**EXERCISE DETAILS**:
Wherever a line below holds the word "search", copy that line.

**THE DATA**:
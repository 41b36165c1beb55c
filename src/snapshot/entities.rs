//! Entity model for captured heap snapshots.
//!
//! A snapshot contains five entity categories: GC handles, managed objects, native
//! engine objects, static field slots and raw memory sections. Entities are created
//! once when a capture is loaded and are immutable afterwards; every derived structure
//! (indices, connection graphs, hashes) is a pure function of this state.
//!
//! # Key Components
//!
//! - [`GcHandle`], [`ManagedObject`], [`NativeObject`], [`StaticField`],
//!   [`MemorySection`] - the entity categories
//! - [`EntityRef`] - a typed reference to any linkable entity, used as graph node
//! - [`NativeObjectFlags`] / [`HideFlags`] - native-side object state
//!
//! # Index Types
//!
//! Entity cross-links are expressed as dedicated index newtypes wrapped in [`Option`]
//! (e.g. `Option<ManagedObjectIndex>`), never as sentinel integers. The container
//! format on disk still uses `-1` sentinels for compactness; the boundary conversion
//! happens during parsing.

use std::fmt;

use bitflags::bitflags;

macro_rules! entity_index {
    ($(#[doc = $doc:expr])* $name:ident) => {
        $(#[doc = $doc])*
        #[derive(Debug, Clone, Copy, PartialEq, Eq, PartialOrd, Ord, Hash)]
        pub struct $name(u32);

        impl $name {
            /// Wrap a raw array position.
            #[must_use]
            pub fn new(index: u32) -> Self {
                $name(index)
            }

            /// The raw array position this index refers to.
            #[must_use]
            pub fn index(self) -> usize {
                self.0 as usize
            }
        }

        impl fmt::Display for $name {
            fn fmt(&self, f: &mut fmt::Formatter<'_>) -> fmt::Result {
                write!(f, "#{}", self.0)
            }
        }
    };
}

entity_index! {
    /// Position of a [`GcHandle`] within the snapshot's GC handle array.
    GcHandleIndex
}
entity_index! {
    /// Position of a [`ManagedObject`] within the snapshot's managed object array.
    ManagedObjectIndex
}
entity_index! {
    /// Position of a [`NativeObject`] within the snapshot's native object array.
    NativeObjectIndex
}
entity_index! {
    /// Position of a [`crate::snapshot::ManagedType`] within the snapshot's managed type array.
    ManagedTypeIndex
}
entity_index! {
    /// Position of a [`crate::snapshot::NativeType`] within the snapshot's native type array.
    NativeTypeIndex
}
entity_index! {
    /// Position of a [`StaticField`] within the snapshot's static field array.
    StaticFieldIndex
}
entity_index! {
    /// Position of a [`MemorySection`] within the snapshot's section array.
    SectionIndex
}

/// The entity categories that can participate in reference connections.
///
/// Memory sections are deliberately absent: they only take part in the dedicated
/// occupancy query, not in the general connection graph.
#[derive(Debug, Clone, Copy, PartialEq, Eq, Hash)]
pub enum EntityKind {
    /// A pinned/tracked handle the native runtime uses to keep a managed object alive.
    GcHandle,
    /// An instance on the garbage-collected heap.
    Managed,
    /// An instance in the host engine's own object system.
    Native,
    /// A static field slot stored in its owning type's static byte blob.
    StaticField,
}

impl fmt::Display for EntityKind {
    fn fmt(&self, f: &mut fmt::Formatter<'_>) -> fmt::Result {
        match self {
            EntityKind::GcHandle => write!(f, "GCHandle"),
            EntityKind::Managed => write!(f, "Managed"),
            EntityKind::Native => write!(f, "Native"),
            EntityKind::StaticField => write!(f, "StaticField"),
        }
    }
}

/// A typed reference to any linkable snapshot entity.
///
/// This is the node type of the connection graph and the root path search. The
/// variant encodes the entity category, the payload its array position.
#[derive(Debug, Clone, Copy, PartialEq, Eq, Hash)]
pub enum EntityRef {
    /// Reference to a GC handle.
    GcHandle(GcHandleIndex),
    /// Reference to a managed heap object.
    Managed(ManagedObjectIndex),
    /// Reference to a native engine object.
    Native(NativeObjectIndex),
    /// Reference to a static field slot.
    StaticField(StaticFieldIndex),
}

impl EntityRef {
    /// The category this reference points into.
    #[must_use]
    pub fn kind(&self) -> EntityKind {
        match self {
            EntityRef::GcHandle(_) => EntityKind::GcHandle,
            EntityRef::Managed(_) => EntityKind::Managed,
            EntityRef::Native(_) => EntityKind::Native,
            EntityRef::StaticField(_) => EntityKind::StaticField,
        }
    }

    /// The raw array position within the category.
    #[must_use]
    pub fn index(&self) -> usize {
        match self {
            EntityRef::GcHandle(i) => i.index(),
            EntityRef::Managed(i) => i.index(),
            EntityRef::Native(i) => i.index(),
            EntityRef::StaticField(i) => i.index(),
        }
    }
}

impl fmt::Display for EntityRef {
    fn fmt(&self, f: &mut fmt::Formatter<'_>) -> fmt::Result {
        write!(f, "{}#{}", self.kind(), self.index())
    }
}

bitflags! {
    /// Lifetime and ownership state of a native engine object.
    ///
    /// `DONT_DESTROY_ON_LOAD` and `MANAGER` mark engine-held GC roots: objects the
    /// engine keeps alive independent of any reference chain.
    #[derive(Debug, Clone, Copy, PartialEq, Eq)]
    pub struct NativeObjectFlags: u8 {
        /// The object is persistent (stored on disk as part of an asset).
        const PERSISTENT = 1 << 0;
        /// The object survives scene unloads.
        const DONT_DESTROY_ON_LOAD = 1 << 1;
        /// The object is an engine-internal manager singleton.
        const MANAGER = 1 << 2;
    }
}

bitflags! {
    /// Editor visibility flags carried by native objects.
    ///
    /// Purely informational for presentation; the analysis engine never branches
    /// on these.
    #[derive(Debug, Clone, Copy, PartialEq, Eq)]
    pub struct HideFlags: u8 {
        /// Not shown in the hierarchy panel.
        const HIDE_IN_HIERARCHY = 1 << 0;
        /// Not shown in the inspector panel.
        const HIDE_IN_INSPECTOR = 1 << 1;
        /// Not saved to the scene in the editor.
        const DONT_SAVE_IN_EDITOR = 1 << 2;
        /// Not editable in the inspector.
        const NOT_EDITABLE = 1 << 3;
        /// Not saved to the scene in builds.
        const DONT_SAVE_IN_BUILD = 1 << 4;
        /// Not unloaded by unused-asset collection.
        const DONT_UNLOAD_UNUSED_ASSET = 1 << 5;
    }
}

/// A pinned/tracked handle the native runtime uses to keep a managed object
/// reachable from native code.
#[derive(Debug, Clone)]
pub struct GcHandle {
    /// Address of the managed object the handle pins.
    pub target_address: u64,
    /// The managed object at [`Self::target_address`], resolved during initialize.
    ///
    /// `None` when the target address lies outside the captured managed heap.
    pub managed_object: Option<ManagedObjectIndex>,
}

/// An instance on the garbage-collected heap, described by a type and field layout.
#[derive(Debug, Clone)]
pub struct ManagedObject {
    /// Start address of the object. Unique within the managed heap at capture time.
    pub address: u64,
    /// The object's type.
    pub managed_type: ManagedTypeIndex,
    /// Captured byte size, when the capture recorded one.
    pub size: Option<u32>,
    /// GC handle pinning this object, resolved during initialize.
    pub gc_handle: Option<GcHandleIndex>,
    /// Native engine object this instance wraps, resolved during initialize.
    pub native_object: Option<NativeObjectIndex>,
}

/// An instance in the host engine's own (non-garbage-collected) object system,
/// optionally paired with a managed wrapper.
#[derive(Debug, Clone)]
pub struct NativeObject {
    /// Name assigned by the engine.
    pub name: String,
    /// Address of the native object.
    pub address: u64,
    /// Byte size reported by the engine.
    pub size: u64,
    /// The object's native type.
    pub native_type: NativeTypeIndex,
    /// Engine instance id.
    pub instance_id: i32,
    /// Lifetime and ownership flags.
    pub flags: NativeObjectFlags,
    /// Editor visibility flags.
    pub hide_flags: HideFlags,
    /// The managed wrapper of this object, resolved during initialize.
    pub managed_object: Option<ManagedObjectIndex>,
}

impl NativeObject {
    /// Whether the engine holds this object alive independent of references,
    /// making it a GC root.
    #[must_use]
    pub fn is_engine_root(&self) -> bool {
        self.flags.intersects(
            NativeObjectFlags::DONT_DESTROY_ON_LOAD
                | NativeObjectFlags::MANAGER
                | NativeObjectFlags::PERSISTENT,
        )
    }
}

/// A static field slot.
///
/// Static fields have no heap address; their bytes live in the owning type's
/// static field blob at the field's declared offset.
#[derive(Debug, Clone, Copy)]
pub struct StaticField {
    /// The type declaring the field.
    pub class_type: ManagedTypeIndex,
    /// Position of the field within the declaring type's field array.
    pub field_index: u32,
}

/// A contiguous slab of the managed heap as captured.
///
/// Sections are stored in ascending start-address order and do not overlap,
/// which permits address resolution via binary search.
#[derive(Debug, Clone)]
pub struct MemorySection {
    /// First address covered by this section.
    pub start_address: u64,
    /// The captured bytes.
    pub bytes: Vec<u8>,
}

impl MemorySection {
    /// One past the last address covered by this section.
    #[must_use]
    pub fn end_address(&self) -> u64 {
        self.start_address + self.bytes.len() as u64
    }

    /// Whether `address` falls inside this section.
    #[must_use]
    pub fn contains(&self, address: u64) -> bool {
        address >= self.start_address && address < self.end_address()
    }
}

**OUTPUT OF THE TASK**:
/// This is the node type of the connection graph and the root path search. The
/// which permits address resolution via binary search.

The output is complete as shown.